28th Jan 2021
You may have heard that GameStop, yes that video game store from your childhood, is suddenly back in the news. The company’s stocks have soared by 1,700% in the last few days, suddenly making the struggling company a member of the exclusive Fortune 500 list, if only temporarily.
A Reddit page called WallStreetBets decided to take on a handful of huge hedge funds who were betting that the gaming company would fail. Known as shorting, the hedge funds have essentially been borrowing GameStop stocks from investors and then selling them off, hoping to buy them back at a later date for less money. They then return them to the original investor, pocketing the profit.
If it seems kind of messed up to bet on a company to fail, you are not alone. When the Reddit thread saw what was happening, it began encouraging its 3.6 million followers to start buying up GameStop’s stocks, essentially increasing demand and pushing up the stock price. GameStop’s value has rocketed from $2 billion to $24 billion in just a few days.
The idea has its birth in the Occupy Wall Street Movement, essentially proving to Wall Street and the big money and big tech behind these kinds of hedge funds that they cannot simply write off smaller individual investors, especially when they work collectively like this. The move is really testing Wall Street’s staunch belief that they are “too big to fail”.
David is winning
This isn’t just made-up money that’ll see Wall Street bounce back in a few days. It really is a David versus Goliath situation that hopes to completely upend the risky betting industry of Wall Street by destabilising it from within. David is winning.
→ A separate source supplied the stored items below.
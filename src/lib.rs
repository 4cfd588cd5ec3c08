//! iMessage Export - Conversation Reconstruction and Rendering
//!
//! A Rust library that rebuilds conversation threads from an iMessage
//! message store, copies their attachments out of a backup tree and renders
//! everything into one browsable HTML document.
//!
//! # Pipeline
//!
//! - Read the chat→handle lookup, attachment index and message stream from
//!   the store (read-only)
//! - Decode store timestamps (2001 epoch, seconds or nanoseconds)
//! - Resolve attachments by stored filename or by guid digest, copying hits
//!   into the export
//! - Group messages into conversations by effective contact
//! - Render the conversations as a tabbed HTML page

/// Attachment resolution and copying
pub mod attachments;
/// Configuration management
pub mod config;
/// Conversation assembly
pub mod conversation;
/// Read-only message store access
pub mod db;
/// Error types
pub mod error;
/// Logging setup and utilities
pub mod logging;
/// Run accounting
pub mod metrics;
/// Data models and structures
pub mod models;
/// HTML rendering
pub mod render;
/// Message store schema definitions
pub mod schema;
/// Export pipeline
pub mod service;
/// Store timestamp decoding
pub mod timestamp;
/// Input validation and sanitization
pub mod validation;

// Re-export key components for easier access
pub use db::MessageStore;
pub use error::{ExportError, Result};
pub use models::{Attachment, Conversation, ConversationSet, Message, Resolution};
pub use service::{ExportOptions, ExportService};
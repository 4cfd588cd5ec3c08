use anyhow::{anyhow, Result};
use std::path::{Component, Path};

/// Validation utilities for user-supplied paths and names
#[derive(Debug, Copy, Clone)]
pub struct InputValidator;

impl InputValidator {
    /// Validate the message store path
    pub fn validate_store_path(path: &Path) -> Result<()> {
        Self::validate_not_empty(path, "Message store path")?;

        if !path.exists() {
            return Err(anyhow!("Message store does not exist: {}", path.display()));
        }

        if !path.is_file() {
            return Err(anyhow!("Message store is not a file: {}", path.display()));
        }

        Ok(())
    }

    /// Validate the backup root
    pub fn validate_backup_root(path: &Path) -> Result<()> {
        Self::validate_not_empty(path, "Backup directory")?;

        if !path.exists() {
            return Err(anyhow!("Backup directory does not exist: {}", path.display()));
        }

        if !path.is_dir() {
            return Err(anyhow!("Backup directory is not a directory: {}", path.display()));
        }

        Ok(())
    }

    /// Validate a file or directory name created inside the output root.
    ///
    /// Must be a single normal path component.
    pub fn validate_output_name(name: &str) -> Result<()> {
        if name.trim().is_empty() {
            return Err(anyhow!("Name cannot be empty"));
        }

        if name.contains('\0') || name.contains('\r') || name.contains('\n') {
            return Err(anyhow!("Name contains invalid characters"));
        }

        let mut components = Path::new(name).components();
        match (components.next(), components.next()) {
            (Some(Component::Normal(_)), None) => Ok(()),
            _ => Err(anyhow!("Name must be a single path component: {name}")),
        }
    }

    fn validate_not_empty(path: &Path, what: &str) -> Result<()> {
        if path.as_os_str().is_empty() {
            return Err(anyhow!("{what} cannot be empty"));
        }

        // Check path length
        if path.as_os_str().len() > 4096 {
            return Err(anyhow!("{what} too long (max 4096 characters)"));
        }

        Ok(())
    }

    /// Clean a path typed at an interactive prompt.
    ///
    /// Trims whitespace and one layer of matching quotes, which terminals add
    /// when a file is dragged in.
    #[must_use]
    pub fn sanitize_prompt_path(input: &str) -> String {
        let trimmed = input.trim();
        for quote in ['"', '\''] {
            if let Some(inner) = trimmed.strip_prefix(quote).and_then(|s| s.strip_suffix(quote)) {
                return inner.to_string();
            }
        }
        trimmed.to_string()
    }
}
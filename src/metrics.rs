//! Run accounting.
//!
//! Counts are kept on the collector for the end-of-run report and mirrored to
//! the `metrics` facade so an installed recorder can pick them up.

use std::path::PathBuf;
use std::time::Duration;

use metrics::{counter, histogram};
use tracing::info;

/// Metric names
pub mod names {
    /// Conversations assembled
    pub const CONVERSATIONS: &str = "imessage_export_conversations_total";
    /// Messages assembled
    pub const MESSAGES: &str = "imessage_export_messages_total";
    /// Attachment links, labelled by outcome
    pub const ATTACHMENTS: &str = "imessage_export_attachments_total";
    /// Bytes copied into the export
    pub const BYTES_COPIED: &str = "imessage_export_attachment_bytes_total";
    /// Timestamps rendered as raw values
    pub const TIMESTAMP_FALLBACKS: &str = "imessage_export_timestamp_fallbacks_total";
    /// Stage durations
    pub const STAGE_DURATION: &str = "imessage_export_stage_duration_seconds";
}

/// Counters for one export run
#[derive(Debug, Default, Clone, PartialEq, Eq)]
pub struct MetricsCollector {
    /// Conversations assembled
    pub conversations: u64,
    /// Messages assembled
    pub messages: u64,
    /// Attachment links that were copied
    pub attachments_resolved: u64,
    /// Attachment links that were not
    pub attachments_unresolved: u64,
    /// Timestamps that fell back to the raw value
    pub timestamp_fallbacks: u64,
    /// Bytes copied into the attachments directory
    pub bytes_copied: u64,
}

impl MetricsCollector {
    /// Record one attachment link outcome
    pub fn record_attachment(&mut self, resolved: bool) {
        let outcome = if resolved {
            self.attachments_resolved += 1;
            "resolved"
        } else {
            self.attachments_unresolved += 1;
            "unresolved"
        };
        counter!(names::ATTACHMENTS, "outcome" => outcome).increment(1);
    }

    /// Record bytes written by attachment copies
    pub fn record_bytes_copied(&mut self, bytes: u64) {
        self.bytes_copied += bytes;
        counter!(names::BYTES_COPIED).increment(bytes);
    }

    /// Record one assembled message
    pub fn record_message(&mut self, timestamp_fallback: bool) {
        self.messages += 1;
        counter!(names::MESSAGES).increment(1);
        if timestamp_fallback {
            self.timestamp_fallbacks += 1;
            counter!(names::TIMESTAMP_FALLBACKS).increment(1);
        }
    }

    /// Record the number of conversations assembled
    pub fn record_conversations(&mut self, count: usize) {
        let count = count as u64;
        self.conversations += count;
        counter!(names::CONVERSATIONS).increment(count);
    }

    /// Record how long a pipeline stage took
    pub fn record_stage(&self, stage: &'static str, duration: Duration) {
        histogram!(names::STAGE_DURATION, "stage" => stage).record(duration.as_secs_f64());
    }
}

/// Summary of a finished export
#[derive(Debug, Clone, PartialEq, Eq)]
pub struct ExportReport {
    /// Path of the rendered document
    pub document_path: PathBuf,
    /// Final counters
    pub metrics: MetricsCollector,
}

impl ExportReport {
    /// Log the report at info level
    pub fn log(&self) {
        info!(
            document = %self.document_path.display(),
            conversations = self.metrics.conversations,
            messages = self.metrics.messages,
            attachments_resolved = self.metrics.attachments_resolved,
            attachments_unresolved = self.metrics.attachments_unresolved,
            timestamp_fallbacks = self.metrics.timestamp_fallbacks,
            bytes_copied = self.metrics.bytes_copied,
            "Export finished"
        );
    }
}
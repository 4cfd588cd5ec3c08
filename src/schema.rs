//! Message store schema definitions
//!
//! Table and column names of the iMessage `sms.db` / `chat.db` store, used to
//! build the read-only queries in [`crate::db`]. Only the columns the exporter
//! reads are listed.

/// Chat rooms (one row per conversation thread)
pub mod chat {
    /// Table name
    pub const TABLE: &str = "chat";
    /// Primary key column
    pub const ROWID: &str = "ROWID";
}

/// Participant handles (phone numbers, email addresses)
pub mod handle {
    /// Table name
    pub const TABLE: &str = "handle";
    /// Primary key column
    pub const ROWID: &str = "ROWID";
    /// Address column
    pub const ID: &str = "id";
}

/// Chat to participant links
pub mod chat_handle_join {
    /// Table name
    pub const TABLE: &str = "chat_handle_join";
    /// Foreign key to `chat`
    pub const CHAT_ID: &str = "chat_id";
    /// Foreign key to `handle`
    pub const HANDLE_ID: &str = "handle_id";
}

/// Messages
pub mod message {
    /// Table name
    pub const TABLE: &str = "message";
    /// Primary key column
    pub const ROWID: &str = "ROWID";
    /// Send time, seconds or nanoseconds since 2001-01-01
    pub const DATE: &str = "date";
    /// 1 when the device owner sent the message
    pub const IS_FROM_ME: &str = "is_from_me";
    /// Message body
    pub const TEXT: &str = "text";
    /// Foreign key to `handle`
    pub const HANDLE_ID: &str = "handle_id";
}

/// Chat to message links
pub mod chat_message_join {
    /// Table name
    pub const TABLE: &str = "chat_message_join";
    /// Foreign key to `chat`
    pub const CHAT_ID: &str = "chat_id";
    /// Foreign key to `message`
    pub const MESSAGE_ID: &str = "message_id";
}

/// Attachments
pub mod attachment {
    /// Table name
    pub const TABLE: &str = "attachment";
    /// Primary key column
    pub const ROWID: &str = "ROWID";
    /// Stored file path
    pub const FILENAME: &str = "filename";
    /// Declared MIME type
    pub const MIME_TYPE: &str = "mime_type";
    /// Name shown to the user
    pub const TRANSFER_NAME: &str = "transfer_name";
    /// Globally unique identifier
    pub const GUID: &str = "guid";
}

/// Message to attachment links
pub mod message_attachment_join {
    /// Table name
    pub const TABLE: &str = "message_attachment_join";
    /// Foreign key to `message`
    pub const MESSAGE_ID: &str = "message_id";
    /// Foreign key to `attachment`
    pub const ATTACHMENT_ID: &str = "attachment_id";
}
While the uptick in GameStop’s stock is unsustainable – the company hasn’t changed anything to make the product intrinsically more valuable and people will eventually start selling their GameStop shares – the move has already forced hedge funds to back off their short betting. To do this, they have to return the borrowed stock, needing to buy them back for significantly more than they sold them for.
And when I say significantly more, I mean it’s estimated that hedge funds short-selling GameStop have lost approximately $5.5 million since Friday. One of the hedge funds, Melvin Capital, was forced to borrow almost $3 billion from another hedge fund just to stay afloat and it still mightn’t be enough to avoid liquidation.
It doesn’t seem like the Redditors are ready to hang up their stocks yet either. Some of the early individual investors have become millionaires many, many times over in the space of a few days and are refusing to sell, therefore keeping stock prices high and forcing hedge funds to keep borrowing money from each other to stay afloat, destabilising the entire industry. It looks like the movement is spreading too, with other “failing” companies like BlackBerry, Nokia and AMC Cinemas, which until very recently might have looked ideal for short betting against, are seeing huge increases in stock prices.
I guess this is what collective action looks like in 2021, and it’s very impressive.